Author: Warren A. Perrin
Publisher: Andrepont Pub
Published: 2005
Total Pages: 212
ISBN-13: 9780976892700
DOWNLOAD EBOOKAcadian Redemption, the first biography of an Acadian exile, defines the 18th century society of Acadia into which Joseph dit Beausoleil Broussard was born in 1702. The book explains his early life events and militant struggles with the British who had, for years, wanted to lay claim to the Acadians' rich lands. The book discusses the repercussions of Beausoleil's life that resulted in the evolution of the Acadian culture into what is now called the Cajun culture. More than 50 vintage photographs, maps, and documents are included.
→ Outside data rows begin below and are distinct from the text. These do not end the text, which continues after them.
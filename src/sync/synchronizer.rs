//! State Synchronizer
//!
//! Keeps one [`StateRecord`] per category on this peer, persists it to the
//! local store, and replicates it to other peers of the same user with a
//! trailing per-category debounce. Incoming updates go through a staleness
//! guard: a message whose timestamp is not strictly greater than the held
//! record's is dropped without notifying anyone.

use chrono::Utc;
use serde::{Deserialize, Serialize};
use std::collections::HashMap;
use std::sync::atomic::{AtomicU64, Ordering};
use std::sync::Arc;
use tokio::sync::RwLock;
use tracing::{debug, info, warn};

use super::category::{StateCategory, StateRecord, StoredState, SyncOptions, UpdateSource};
use super::config::SyncConfig;
use super::listeners::{ListenerHandle, ListenerRegistry, StateListener};
use crate::clock::Clock;
use crate::error::{Result, TabSyncError};
use crate::store::KeyValueStore;
use crate::transport::{Channel, ChannelName, Envelope, PeerId, Transport};

/// Envelope type of every replicated state message
pub const STATE_SYNC_MESSAGE: &str = "state_sync";

/// Payload of a `state_sync` envelope
#[derive(Debug, Clone, PartialEq, Serialize, Deserialize)]
pub struct StateSyncPayload {
    pub category: StateCategory,
    pub state: serde_json::Value,
    pub timestamp: u64,
}

/// A coalesced broadcast waiting for its debounce deadline
#[derive(Debug, Clone)]
struct PendingBroadcast {
    due_at: u64,
    record: StateRecord,
}

#[derive(Debug, Default)]
struct SyncCounters {
    local_updates: AtomicU64,
    remote_applied: AtomicU64,
    stale_rejected: AtomicU64,
    broadcasts_sent: AtomicU64,
    persist_failures: AtomicU64,
}
//! Replicated state categories and their records

use serde::{Deserialize, Serialize};
use std::str::FromStr;

use crate::coordination::ActionType;
use crate::error::TabSyncError;
use crate::transport::{ChannelName, PeerId};

#[derive(Debug, Clone, Copy, PartialEq, Eq, Hash, PartialOrd, Ord, Serialize, Deserialize)]
#[serde(rename_all = "snake_case")]
pub enum StateCategory {
    Balance,
    Portfolio,
    TradingSettings,
    UiState,
    Notifications,
    Watchlist,
    Alerts,
    UserPreferences,
}

impl StateCategory {
    pub const ALL: [StateCategory; 8] = [
        StateCategory::Balance,
        StateCategory::Portfolio,
        StateCategory::TradingSettings,
        StateCategory::UiState,
        StateCategory::Notifications,
        StateCategory::Watchlist,
        StateCategory::Alerts,
        StateCategory::UserPreferences,
    ];

    pub fn as_str(&self) -> &'static str {
        match self {
            StateCategory::Balance => "balance",
            StateCategory::Portfolio => "portfolio",
            StateCategory::TradingSettings => "trading_settings",
            StateCategory::UiState => "ui_state",
            StateCategory::Notifications => "notifications",
            StateCategory::Watchlist => "watchlist",
            StateCategory::Alerts => "alerts",
            StateCategory::UserPreferences => "user_preferences",
        }
    }

    /// Static debounce interval, by volatility and cost
    pub fn default_debounce_ms(&self) -> u64 {
        match self {
            StateCategory::Balance => 1_000,
            StateCategory::Portfolio => 2_000,
            StateCategory::TradingSettings => 10_000,
            StateCategory::UiState => 500,
            StateCategory::Notifications => 250,
            StateCategory::Watchlist => 3_000,
            StateCategory::Alerts => 2_000,
            StateCategory::UserPreferences => 5_000,
        }
    }

    /// Channel this category's updates travel on
    pub fn channel(&self) -> ChannelName {
        match self {
            StateCategory::Balance => ChannelName::Balance,
            StateCategory::Portfolio => ChannelName::Portfolio,
            StateCategory::Notifications => ChannelName::Notifications,
            StateCategory::TradingSettings | StateCategory::UserPreferences => ChannelName::Config,
            StateCategory::UiState | StateCategory::Watchlist | StateCategory::Alerts => {
                ChannelName::DataSync
            }
        }
    }

    /// Distinct channels used by all categories
    pub fn channels() -> Vec<ChannelName> {
        let mut channels: Vec<ChannelName> = Vec::new();
        for category in StateCategory::ALL {
            let channel = category.channel();
            if !channels.contains(&channel) {
                channels.push(channel);
            }
        }
        channels
    }
}

impl std::fmt::Display for StateCategory {
    fn fmt(&self, f: &mut std::fmt::Formatter<'_>) -> std::fmt::Result {
        write!(f, "{}", self.as_str())
    }
}

impl FromStr for StateCategory {
    type Err = TabSyncError;

    fn from_str(s: &str) -> Result<Self, Self::Err> {
        StateCategory::ALL
            .iter()
            .copied()
            .find(|c| c.as_str() == s)
            .ok_or_else(|| TabSyncError::InvalidState(format!("unknown state category: {}", s)))
    }
}

/// The locally believed latest value of one category
#[derive(Debug, Clone, PartialEq, Serialize, Deserialize)]
#[serde(rename_all = "camelCase")]
pub struct StateRecord {
    pub category: StateCategory,
    pub value: serde_json::Value,
    pub timestamp: u64,
    pub origin_peer: PeerId,
}

/// Persisted form: `{state, timestamp, lastUpdated}`
#[derive(Debug, Clone, PartialEq, Serialize, Deserialize)]
#[serde(rename_all = "camelCase")]
pub struct StoredState {
    pub state: serde_json::Value,
    pub timestamp: u64,
    pub last_updated: String,
}

/// Provenance of an accepted update, handed to listeners
#[derive(Debug, Clone, Copy, PartialEq, Eq)]
pub enum UpdateSource {
    LocalUpdate,
    RemoteUpdate,
    StorageLoad,
    /// Result of a completed coordinated action, e.g. `balance_update`
    ActionResult(ActionType),
}

impl UpdateSource {
    pub fn as_str(&self) -> &'static str {
        match self {
            UpdateSource::LocalUpdate => "local_update",
            UpdateSource::RemoteUpdate => "remote_update",
            UpdateSource::StorageLoad => "storage_load",
            UpdateSource::ActionResult(t) => t.as_str(),
        }
    }
}

impl std::fmt::Display for UpdateSource {
    fn fmt(&self, f: &mut std::fmt::Formatter<'_>) -> std::fmt::Result {
        write!(f, "{}", self.as_str())
    }
}

/// Per-call options for `sync_state`
#[derive(Debug, Clone, Copy, PartialEq, Eq)]
pub struct SyncOptions {
    /// Override of the category's debounce interval
    pub debounce_ms: Option<u64>,
    /// Publish now instead of after the debounce interval
    pub immediate: bool,
    pub broadcast: bool,
    pub persist: bool,
}

impl Default for SyncOptions {
    fn default() -> Self {
        Self {
            debounce_ms: None,
            immediate: false,
            broadcast: true,
            persist: true,
        }
    }
}

impl SyncOptions {
    pub fn immediate() -> Self {
        Self {
            immediate: true,
            ..Default::default()
        }
    }

    /// Update this peer only: no broadcast
    pub fn local_only() -> Self {
        Self {
            broadcast: false,
            ..Default::default()
        }
    }

    pub fn with_debounce(mut self, ms: u64) -> Self {
        self.debounce_ms = Some(ms);
        self
    }

    pub fn without_persist(mut self) -> Self {
        self.persist = false;
        self
    }
}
Author: Henry Wadsworth Longfellow
Publisher:
Published: 1878
Total Pages: 104
ISBN-13:
DOWNLOAD EBOOKAuthor: Arthur G. Doughty
Publisher: BoD – Books on Demand
Published: 2023-09-16
Total Pages: 149
ISBN-13: 3387054017
DOWNLOAD EBOOKReproduction of the original. The publishing house Megali specialises in reproducing historical works in large print to make reading easier for people with impaired vision.
Author: Warren A. Perrin
Publisher: Andrepont Publishing LLC
Published: 2014-08-18
Total Pages: 0
ISBN-13: 9780976892731
DOWNLOAD EBOOKAcadie Then and Now: A People's History is an international collection of articles from 50 authors that chronicles the historical and contemporary realities of the Acadian and Cajun people worldwide. In 1605, French colonists settled Acadie (today Nova Scotia, Canada) and for the next 150 years developed a strong and unique Acadian culture. In 1755, the British conducted forced deportations of the Acadians rendering thousands homeless, and for the next 60 years these exiles migrated to seaports along the Atlantic Ocean and the Gulf of Mexico, eventually settling in new lands. This tragic upheaval did not succeed in extinguishing the Acadians, but instead planted the seeds of many new Acadies, where today their fascinating culture still thrives. This collection includes 65 articles on the Acadians and Cajuns living today in the American states of Louisiana, Texas, and Maine, in the Canadian provinces of New Brunswick, Nova Scotia, Prince Edward Island, Newfoundland, and Quebec, and in the French regions of Poitou, Belle-Ile-en-Mer, and St-Pierre et Miquelon.